'''

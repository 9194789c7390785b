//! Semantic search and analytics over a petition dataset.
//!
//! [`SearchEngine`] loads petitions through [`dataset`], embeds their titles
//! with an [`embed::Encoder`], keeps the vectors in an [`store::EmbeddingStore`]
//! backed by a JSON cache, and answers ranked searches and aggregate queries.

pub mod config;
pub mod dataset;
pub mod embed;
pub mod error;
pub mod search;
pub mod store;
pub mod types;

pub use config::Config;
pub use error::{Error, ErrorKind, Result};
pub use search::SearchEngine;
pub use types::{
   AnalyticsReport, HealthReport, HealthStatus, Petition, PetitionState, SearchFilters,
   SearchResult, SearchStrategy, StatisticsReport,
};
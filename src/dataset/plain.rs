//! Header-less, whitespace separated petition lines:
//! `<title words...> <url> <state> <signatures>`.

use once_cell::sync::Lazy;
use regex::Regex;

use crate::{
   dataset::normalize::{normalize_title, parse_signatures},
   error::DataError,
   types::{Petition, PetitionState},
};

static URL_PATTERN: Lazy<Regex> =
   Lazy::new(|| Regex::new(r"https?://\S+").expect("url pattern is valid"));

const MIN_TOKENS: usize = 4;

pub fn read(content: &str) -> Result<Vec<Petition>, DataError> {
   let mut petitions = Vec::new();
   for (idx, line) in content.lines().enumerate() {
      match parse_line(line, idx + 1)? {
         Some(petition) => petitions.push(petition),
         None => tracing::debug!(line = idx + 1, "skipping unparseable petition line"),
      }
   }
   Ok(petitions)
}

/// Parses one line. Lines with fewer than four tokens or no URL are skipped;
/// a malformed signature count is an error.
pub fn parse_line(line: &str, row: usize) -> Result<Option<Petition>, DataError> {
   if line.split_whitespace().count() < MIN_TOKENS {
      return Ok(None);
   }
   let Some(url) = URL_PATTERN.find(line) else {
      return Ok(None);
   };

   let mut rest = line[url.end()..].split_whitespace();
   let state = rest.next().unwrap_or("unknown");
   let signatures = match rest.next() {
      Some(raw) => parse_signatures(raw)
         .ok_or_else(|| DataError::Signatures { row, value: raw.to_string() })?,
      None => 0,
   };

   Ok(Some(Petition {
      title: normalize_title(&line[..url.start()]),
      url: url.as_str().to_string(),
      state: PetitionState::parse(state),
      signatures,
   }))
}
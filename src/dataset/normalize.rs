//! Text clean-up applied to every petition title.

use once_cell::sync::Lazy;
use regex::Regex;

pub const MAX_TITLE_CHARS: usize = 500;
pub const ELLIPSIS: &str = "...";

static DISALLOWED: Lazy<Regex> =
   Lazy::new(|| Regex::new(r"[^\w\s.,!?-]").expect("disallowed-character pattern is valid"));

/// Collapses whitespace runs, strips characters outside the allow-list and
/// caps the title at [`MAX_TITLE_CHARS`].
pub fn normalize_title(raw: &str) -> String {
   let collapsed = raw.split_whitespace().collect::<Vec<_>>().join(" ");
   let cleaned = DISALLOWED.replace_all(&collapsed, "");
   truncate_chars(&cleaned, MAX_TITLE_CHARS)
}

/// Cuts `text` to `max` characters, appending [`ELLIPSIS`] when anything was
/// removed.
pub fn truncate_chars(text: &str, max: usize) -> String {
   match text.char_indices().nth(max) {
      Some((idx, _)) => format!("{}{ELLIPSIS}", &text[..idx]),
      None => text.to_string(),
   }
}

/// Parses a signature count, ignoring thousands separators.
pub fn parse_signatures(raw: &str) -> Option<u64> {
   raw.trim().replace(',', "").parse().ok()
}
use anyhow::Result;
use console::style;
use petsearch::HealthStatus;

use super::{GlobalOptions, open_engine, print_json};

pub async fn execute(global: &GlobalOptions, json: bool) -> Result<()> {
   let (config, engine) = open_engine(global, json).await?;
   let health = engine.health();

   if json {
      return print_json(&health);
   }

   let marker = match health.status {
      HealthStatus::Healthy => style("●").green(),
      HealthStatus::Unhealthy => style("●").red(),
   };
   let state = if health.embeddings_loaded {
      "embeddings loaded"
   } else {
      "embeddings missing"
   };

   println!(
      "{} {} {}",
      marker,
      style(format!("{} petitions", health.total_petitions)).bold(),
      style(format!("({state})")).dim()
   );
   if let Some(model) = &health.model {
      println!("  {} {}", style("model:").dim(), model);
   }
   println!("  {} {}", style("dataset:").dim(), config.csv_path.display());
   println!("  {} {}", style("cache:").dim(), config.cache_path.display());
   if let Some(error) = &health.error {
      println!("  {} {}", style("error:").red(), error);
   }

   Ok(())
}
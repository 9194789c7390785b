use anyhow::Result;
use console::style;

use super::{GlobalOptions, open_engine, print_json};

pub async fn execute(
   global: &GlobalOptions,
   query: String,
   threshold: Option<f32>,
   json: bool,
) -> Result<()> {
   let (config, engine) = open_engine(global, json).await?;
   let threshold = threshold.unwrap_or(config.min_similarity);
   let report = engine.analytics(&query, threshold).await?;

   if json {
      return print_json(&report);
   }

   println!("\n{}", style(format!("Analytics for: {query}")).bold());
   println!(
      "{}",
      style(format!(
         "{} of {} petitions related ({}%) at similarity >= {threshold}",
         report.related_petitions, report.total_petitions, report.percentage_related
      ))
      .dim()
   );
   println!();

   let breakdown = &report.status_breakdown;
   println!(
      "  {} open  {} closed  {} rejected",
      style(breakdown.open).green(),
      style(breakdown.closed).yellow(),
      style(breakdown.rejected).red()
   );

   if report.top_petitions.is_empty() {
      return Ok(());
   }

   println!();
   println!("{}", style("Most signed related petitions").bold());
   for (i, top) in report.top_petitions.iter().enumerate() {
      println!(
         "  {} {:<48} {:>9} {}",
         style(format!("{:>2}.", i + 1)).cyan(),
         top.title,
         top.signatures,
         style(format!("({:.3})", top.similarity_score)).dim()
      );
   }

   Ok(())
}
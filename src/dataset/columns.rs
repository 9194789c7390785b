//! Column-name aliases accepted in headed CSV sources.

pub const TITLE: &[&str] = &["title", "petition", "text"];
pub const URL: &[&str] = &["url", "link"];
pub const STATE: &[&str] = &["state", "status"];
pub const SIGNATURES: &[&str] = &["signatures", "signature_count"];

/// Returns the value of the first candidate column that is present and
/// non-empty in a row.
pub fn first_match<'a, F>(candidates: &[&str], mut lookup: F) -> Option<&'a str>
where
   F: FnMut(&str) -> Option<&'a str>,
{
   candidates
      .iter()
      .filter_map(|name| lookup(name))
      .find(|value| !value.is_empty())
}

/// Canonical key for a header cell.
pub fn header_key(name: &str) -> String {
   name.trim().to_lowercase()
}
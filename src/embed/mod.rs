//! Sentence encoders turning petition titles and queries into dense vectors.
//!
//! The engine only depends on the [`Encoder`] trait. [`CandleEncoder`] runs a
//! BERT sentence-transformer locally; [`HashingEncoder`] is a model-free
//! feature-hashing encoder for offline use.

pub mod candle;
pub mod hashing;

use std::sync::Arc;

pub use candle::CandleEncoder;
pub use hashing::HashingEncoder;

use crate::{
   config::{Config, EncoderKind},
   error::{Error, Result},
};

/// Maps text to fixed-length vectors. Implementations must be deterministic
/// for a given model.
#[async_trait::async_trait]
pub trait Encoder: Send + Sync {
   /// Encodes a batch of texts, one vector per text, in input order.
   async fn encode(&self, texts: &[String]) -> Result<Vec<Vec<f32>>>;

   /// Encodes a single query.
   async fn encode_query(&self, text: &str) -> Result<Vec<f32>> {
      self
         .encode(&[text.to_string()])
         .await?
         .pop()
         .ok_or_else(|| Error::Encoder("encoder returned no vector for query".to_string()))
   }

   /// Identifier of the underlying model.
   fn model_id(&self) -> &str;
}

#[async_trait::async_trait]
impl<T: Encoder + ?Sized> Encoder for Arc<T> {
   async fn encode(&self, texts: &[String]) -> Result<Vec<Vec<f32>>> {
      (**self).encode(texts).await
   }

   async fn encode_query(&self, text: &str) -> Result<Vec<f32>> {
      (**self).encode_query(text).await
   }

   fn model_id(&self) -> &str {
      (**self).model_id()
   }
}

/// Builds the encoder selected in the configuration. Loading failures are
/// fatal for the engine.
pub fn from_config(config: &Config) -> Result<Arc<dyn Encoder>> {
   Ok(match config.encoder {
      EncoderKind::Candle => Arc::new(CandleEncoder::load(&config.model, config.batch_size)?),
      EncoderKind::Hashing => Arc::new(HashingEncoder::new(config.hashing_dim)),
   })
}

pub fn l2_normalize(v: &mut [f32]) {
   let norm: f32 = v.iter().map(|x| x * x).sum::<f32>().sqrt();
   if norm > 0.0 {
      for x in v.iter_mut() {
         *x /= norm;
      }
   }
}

'''

Task to carry out> Would you please transcribe the lines above exactly, starting with the first line of the material and ending with the line that has "keeps the vectors"?

Written response>
repository 9194789c7390785b
//! Semantic search and analytics over a petition dataset.
//!
//! [`SearchEngine`] loads petitions through [`dataset`], embeds their titles
//! with an [`embed::Encoder`], keeps the vectors in an [`store::EmbeddingStore`]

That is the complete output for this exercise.